*** RECORDS PROVIDED

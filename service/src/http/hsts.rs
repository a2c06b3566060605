//! HTTP Strict Transport Security.
//!
//! The header is only meaningful on a secure connection, so plain HTTP
//! responses never carry it. Loopback hosts are excluded by default so a
//! developer machine does not pin itself to HTTPS.

use std::sync::Arc;

use axum::{
    extract::{Request, State},
    http::{header::STRICT_TRANSPORT_SECURITY, HeaderValue},
    middleware::Next,
    response::Response,
};

use super::{request_host, request_is_https};
use crate::config::HstsConfig;

/// Resolved HSTS settings shared by every request.
#[derive(Debug, Clone)]
pub struct HstsPolicy {
    header: HeaderValue,
    excluded_hosts: Vec<String>,
    trust_forwarded_proto: bool,
}

impl HstsPolicy {
    /// Build the policy, or `None` when HSTS is disabled.
    #[must_use]
    pub fn from_config(config: &HstsConfig, trust_forwarded_proto: bool) -> Option<Arc<Self>> {
        if !config.enabled {
            return None;
        }
        let header = HeaderValue::from_str(&config.header_value()).ok()?;
        Some(Arc::new(Self {
            header,
            excluded_hosts: config
                .excluded_hosts
                .iter()
                .map(|h| h.to_ascii_lowercase())
                .collect(),
            trust_forwarded_proto,
        }))
    }

    /// Header value sent on qualifying responses.
    #[must_use]
    pub const fn header(&self) -> &HeaderValue {
        &self.header
    }

    fn applies_to(&self, request: &Request) -> bool {
        if !request_is_https(request, self.trust_forwarded_proto) {
            return false;
        }
        match request_host(request) {
            Some(host) => {
                let host = host.to_ascii_lowercase();
                !self.excluded_hosts.iter().any(|excluded| *excluded == host)
            }
            None => true,
        }
    }
}

/// Middleware adding `Strict-Transport-Security` to HTTPS responses.
pub async fn hsts_middleware(
    State(policy): State<Arc<HstsPolicy>>,
    request: Request,
    next: Next,
) -> Response {
    let applies = policy.applies_to(&request);
    let mut response = next.run(request).await;
    if applies {
        response
            .headers_mut()
            .insert(STRICT_TRANSPORT_SECURITY, policy.header().clone());
    }
    response
}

******

- [WORK TASK]:
Look for the string "HeaderValue" in the entries above. Copy every line that has it.

- [RESULT]:
    http::{header::STRICT_TRANSPORT_SECURITY, HeaderValue},
    header: HeaderValue,
        let header = HeaderValue::from_str(&config.header_value()).ok()?;
    pub const fn header(&self) -> &HeaderValue {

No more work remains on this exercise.